Tommy John Surgery …will they get back to the majors?
- Posted on: Jun 24 2014
Hundreds of professional baseball players have undergone elbow medial collateral ligament reconstruction (MCL; ulnar collateral ligament reconstruction UCL; tommy john surgery)
The UCL is one of the main stabilizers of the elbow during the throwing motion. It is located on the inside (or medial aspect) of the elbow. Throwing a baseball places a tremendous amount of stress on the ligament. In fact, research has shown that the stress generated by each pitch approaches the maximum load that the ligament can withstand. The reason why it doesn’t tear more frequently is that other muscles of the forearm help stabilize the elbow. Additionally, the larger muscles of the body including the legs, core and shoulder help protect against injury.
When the ligament tears, players will get pain on the inside of their elbow. Sometimes, if it is an acute injury, the player will describe hearing or feeling a “pop” on the throw. More commonly, these injuries are chronic or acute-on-chronic in nature. Baseball players may complain of decreased throwing velocity, poor control or the feeling that it takes longer to loosen up. A physical exam performed by a sports medicine specialist will typically make the diagnosis. It is confirmed with an MRI. Imaging studies can assess the degree of injury, which can range from a minor sprain to a complete tear. While sprains and even small partial tears can frequently be treated with rest and physical therapy; complete tears typically require surgical intervention.
The surgery is often referred to as Tommy John Surgery, named after the first player to undergo the procedure. Since that time, it has saved the careers of thousands of baseball players. The procedure typically involves taking a tendon from one’s wrist or knee. This graft is fed through drill holes made in the bones of the forearm (the ulna) and the upper arm (humerus) in the same locations as the native ligament to reconstruct the torn ligament. The surgery itself only takes about 45 minutes. Unfortunately, it is the rehabilitation process that causes the long time necessary for complete recovery.

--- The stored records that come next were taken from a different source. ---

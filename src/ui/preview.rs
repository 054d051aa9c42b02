use iced::widget::{button, column, container, row, text, Image};
use iced::{Alignment, ContentFit, Element, Length};

use super::{node_label, ImageHandles};
use crate::state::{IterationStore, NodeRef};
use crate::Message;

/// Large view of the active image
pub fn view<'a>(store: &IterationStore, handles: &ImageHandles, generating: bool) -> Element<'a, Message> {
    let Some((node, _)) = store.resolve_active() else {
        return container(
            text("Upload a photo to edit, or describe an image to generate one.").size(16),
        )
        .width(Length::Fill)
        .height(Length::Fill)
        .center_x(Length::Fill)
        .center_y(Length::Fill)
        .into();
    };

    let picture: Element<'a, Message> = match handles.get(&node) {
        Some(handle) => Image::new(handle.clone())
            .content_fit(ContentFit::Contain)
            .width(Length::Fill)
            .height(Length::Fill)
            .into(),
        None => text("Image unavailable").into(),
    };

    let header = row![
        text(breadcrumb(store, &node)).size(14).width(Length::Fill),
        button("Download")
            .on_press_maybe((!generating).then_some(Message::DownloadPressed))
            .padding(8),
    ]
    .spacing(12)
    .align_y(Alignment::Center);

    let mut content = column![header].spacing(10);
    if let NodeRef::Iteration(id) = &node {
        if let Some(iteration) = store.get(id) {
            content = content.push(text(format!("“{}”", iteration.prompt)).size(14));
        }
    }

    content.push(picture).height(Length::Fill).into()
}

/// "Source → #1 → #3" for the given node
fn breadcrumb(store: &IterationStore, node: &NodeRef) -> String {
    match node {
        NodeRef::Source => node_label(store, node),
        NodeRef::Iteration(id) => store
            .lineage(id)
            .iter()
            .map(|step| node_label(store, step))
            .collect::<Vec<_>>()
            .join(" → "),
    }
}
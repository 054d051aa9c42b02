use iced::widget::{button, column, container, scrollable, text, Image};
use iced::{ContentFit, Element, Length};
use iced_aw::Wrap;

use super::{node_label, ImageHandles};
use crate::state::{IterationStore, NodeRef};
use crate::Message;

const THUMB_WIDTH: f32 = 140.0;
const THUMB_HEIGHT: f32 = 100.0;
const CAPTION_CHARS: usize = 24;

/// Iteration history: the source tile first, then iterations newest first
pub fn view<'a>(store: &IterationStore, handles: &ImageHandles) -> Element<'a, Message> {
    let mut tiles: Vec<Element<'a, Message>> = Vec::with_capacity(store.len() + 1);

    if store.source().is_some() {
        tiles.push(tile(store, handles, NodeRef::Source, "Original".to_string()));
    }
    for iteration in store.iterations() {
        tiles.push(tile(
            store,
            handles,
            NodeRef::Iteration(iteration.id.clone()),
            caption(&iteration.prompt),
        ));
    }

    if tiles.is_empty() {
        return text("No iterations yet.").size(14).into();
    }

    scrollable(Wrap::with_elements(tiles).spacing(10.0).line_spacing(10.0))
        .height(Length::Fixed(THUMB_HEIGHT * 2.0 + 80.0))
        .width(Length::Fill)
        .into()
}

fn tile<'a>(
    store: &IterationStore,
    handles: &ImageHandles,
    node: NodeRef,
    caption: String,
) -> Element<'a, Message> {
    let is_active = store.active() == Some(&node);

    let thumb: Element<'a, Message> = match handles.get(&node) {
        Some(handle) => Image::new(handle.clone())
            .content_fit(ContentFit::Cover)
            .width(Length::Fixed(THUMB_WIDTH))
            .height(Length::Fixed(THUMB_HEIGHT))
            .into(),
        None => container(text("…"))
            .width(Length::Fixed(THUMB_WIDTH))
            .height(Length::Fixed(THUMB_HEIGHT))
            .into(),
    };

    let label = format!("{} {}", node_label(store, &node), caption);

    button(column![thumb, text(label).size(12)].spacing(4).width(Length::Fixed(THUMB_WIDTH)))
        .on_press(Message::Select(node))
        .style(if is_active { button::primary } else { button::secondary })
        .padding(6)
        .into()
}

/// Prompt shortened for a tile caption
fn caption(prompt: &str) -> String {
    if prompt.chars().count() <= CAPTION_CHARS {
        prompt.to_string()
    } else {
        let short: String = prompt.chars().take(CAPTION_CHARS - 1).collect();
        format!("{}…", short.trim_end())
    }
}
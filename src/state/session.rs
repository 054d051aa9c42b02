/// Editor session: the iteration store plus the generation lifecycle
///
/// The UI drives generations through `begin_generation` / `finish_generation`.
/// Keeping this out of the iced application makes the whole request flow
/// testable without a window or a network.

use log::{info, warn};

use super::data::{EncodedImage, Iteration, NodeRef};
use super::store::IterationStore;
use crate::error::GenerationError;

/// Everything the generation client needs for one request
#[derive(Debug, Clone, PartialEq)]
pub struct GenerationJob {
    pub prompt: String,
    pub base_image: Option<EncodedImage>,
}

/// Snapshot taken when a request starts, applied when it completes
#[derive(Debug, Clone, PartialEq)]
struct PendingGeneration {
    prompt: String,
    base: Option<NodeRef>,
}

#[derive(Debug, Default)]
pub struct EditorSession {
    store: IterationStore,
    prompt: String,
    pending: Option<PendingGeneration>,
    /// Last user-facing error, cleared by the next attempt
    error: Option<String>,
}

impl EditorSession {
    pub fn new() -> Self {
        Self::default()
    }

    pub fn store(&self) -> &IterationStore {
        &self.store
    }

    pub fn store_mut(&mut self) -> &mut IterationStore {
        &mut self.store
    }

    pub fn prompt(&self) -> &str {
        &self.prompt
    }

    pub fn set_prompt(&mut self, prompt: impl Into<String>) {
        self.prompt = prompt.into();
    }

    pub fn is_generating(&self) -> bool {
        self.pending.is_some()
    }

    pub fn error(&self) -> Option<&str> {
        self.error.as_deref()
    }

    pub fn set_error(&mut self, message: impl Into<String>) {
        self.error = Some(message.into());
    }

    pub fn clear_error(&mut self) {
        self.error = None;
    }

    /// Validate the prompt and snapshot the base for a new request
    ///
    /// On error the store is untouched and no request must be sent.
    pub fn begin_generation(&mut self) -> Result<GenerationJob, GenerationError> {
        if self.is_generating() {
            return Err(GenerationError::Busy);
        }

        let prompt = self.prompt.trim();
        if prompt.is_empty() {
            let err = GenerationError::EmptyPrompt;
            self.error = Some(err.to_string());
            return Err(err);
        }

        let (base, base_image) = match self.store.resolve_active() {
            Some((node, image)) => (Some(node), Some(image.clone())),
            None => (None, None),
        };

        let job = GenerationJob {
            prompt: prompt.to_string(),
            base_image,
        };

        info!("🎨 Generating from {:?}: {:?}", base, job.prompt);

        self.pending = Some(PendingGeneration {
            prompt: job.prompt.clone(),
            base,
        });
        self.error = None;

        Ok(job)
    }

    /// Apply the outcome of the outstanding request
    ///
    /// The generating state is always cleared. The store only changes on
    /// success; failures become the session error. Results with no request
    /// outstanding are dropped.
    pub fn finish_generation(
        &mut self,
        result: Result<EncodedImage, GenerationError>,
    ) -> Option<&Iteration> {
        let Some(pending) = self.pending.take() else {
            warn!("Dropping a generation result with no request outstanding");
            return None;
        };

        match result {
            Ok(image) => {
                self.error = None;
                let iteration = self.store.add_iteration(pending.prompt, image, pending.base);
                info!("✅ Generated iteration {}", iteration.id);
                Some(iteration)
            }
            Err(err) => {
                warn!("Generation failed: {}", err);
                self.error = Some(err.to_string());
                None
            }
        }
    }
}

#[cfg(test)]
mod tests {
    use super::*;

    fn image(tag: u8) -> EncodedImage {
        EncodedImage::new("image/png", vec![tag; 8])
    }

    #[test]
    fn test_empty_prompt_is_rejected() {
        let mut session = EditorSession::new();
        session.store_mut().set_source(image(0));

        for prompt in ["", "   ", "\n\t"] {
            session.set_prompt(prompt);
            assert_eq!(session.begin_generation(), Err(GenerationError::EmptyPrompt));
            assert!(!session.is_generating());
            assert_eq!(session.error(), Some("Please enter a prompt describing the edit."));
        }

        assert!(session.store().is_empty());
        assert_eq!(session.store().active(), Some(&NodeRef::Source));
    }

    #[test]
    fn test_second_request_is_busy() {
        let mut session = EditorSession::new();
        session.set_prompt("Add plants");
        session.begin_generation().unwrap();

        assert!(session.is_generating());
        assert_eq!(session.begin_generation(), Err(GenerationError::Busy));
    }

    #[test]
    fn test_job_carries_trimmed_prompt_and_active_image() {
        let mut session = EditorSession::new();
        session.store_mut().set_source(image(7));
        session.set_prompt("  Add plants  ");

        let job = session.begin_generation().unwrap();
        assert_eq!(job.prompt, "Add plants");
        assert_eq!(job.base_image, Some(image(7)));
    }

    #[test]
    fn test_text_only_generation_has_no_parent() {
        let mut session = EditorSession::new();
        session.set_prompt("A lighthouse at dusk");

        let job = session.begin_generation().unwrap();
        assert_eq!(job.base_image, None);

        let iteration = session.finish_generation(Ok(image(1))).unwrap();
        assert_eq!(iteration.parent, None);
    }

    #[test]
    fn test_failure_clears_generating_and_keeps_store() {
        let mut session = EditorSession::new();
        session.store_mut().set_source(image(0));
        session.set_prompt("Add plants");
        session.begin_generation().unwrap();

        let outcome = session.finish_generation(Err(GenerationError::NoCandidates));

        assert!(outcome.is_none());
        assert!(!session.is_generating());
        assert!(session.store().is_empty());
        assert_eq!(session.store().active(), Some(&NodeRef::Source));
        assert_eq!(session.error(), Some("The model returned no candidates."));

        // Retry is possible and clears the error
        session.begin_generation().unwrap();
        assert_eq!(session.error(), None);
    }

    #[test]
    fn test_stray_result_is_ignored() {
        let mut session = EditorSession::new();
        assert!(session.finish_generation(Ok(image(1))).is_none());
        assert!(session.store().is_empty());
    }

    #[test]
    fn test_two_step_edit_scenario() {
        let mut session = EditorSession::new();
        let a = image(0xA);
        let b = image(0xB);
        let c = image(0xC);

        session.store_mut().set_source(a.clone());

        session.set_prompt("Add plants");
        let job = session.begin_generation().unwrap();
        assert_eq!(job.base_image, Some(a));
        let b_id = {
            let it = session.finish_generation(Ok(b.clone())).unwrap();
            assert_eq!(it.prompt, "Add plants");
            assert_eq!(it.parent, Some(NodeRef::Source));
            it.id.clone()
        };
        assert_eq!(session.store().active(), Some(&NodeRef::Iteration(b_id.clone())));
        assert_eq!(session.store().resolve_active_image(), Some(&b));

        session.set_prompt("Make it blue");
        let job = session.begin_generation().unwrap();
        assert_eq!(job.base_image, Some(b));
        let c_id = {
            let it = session.finish_generation(Ok(c.clone())).unwrap();
            assert_eq!(it.parent, Some(NodeRef::Iteration(b_id.clone())));
            it.id.clone()
        };

        let ids: Vec<_> = session.store().iterations().map(|it| it.id.clone()).collect();
        assert_eq!(ids, vec![c_id.clone(), b_id]);
        assert_eq!(session.store().active(), Some(&NodeRef::Iteration(c_id)));
        assert_eq!(session.store().resolve_active_image(), Some(&c));
    }
}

Recovery focuses on improving motion and strength in both the shoulder and elbow. Flaws in throwing mechanics that may have contributed to the ligament damage are addressed during this recovery period. Athletes typically begin throwing at about 4 months after surgery. They progress to throwing off a mound by about 7 or eight months. Professional pitchers typically take about a year to get back to their previous level of play. Even then, it often takes another year to until their statistics are similar to their preinjury levels.
Since Dr. Frank Jobe performed the first UCL reconstruction on Tommy John, the procedure has been modified to make it safer and more successful. Today, most orthopedic surgeons who perform the procedure will quote their patients an 85-90% success rate. This applies to even the highest-level baseball players like Mariano Rivera, Tim Hudson, and Chris Carpenter, all of whom have undergone UCL reconstruction earlier in their careers.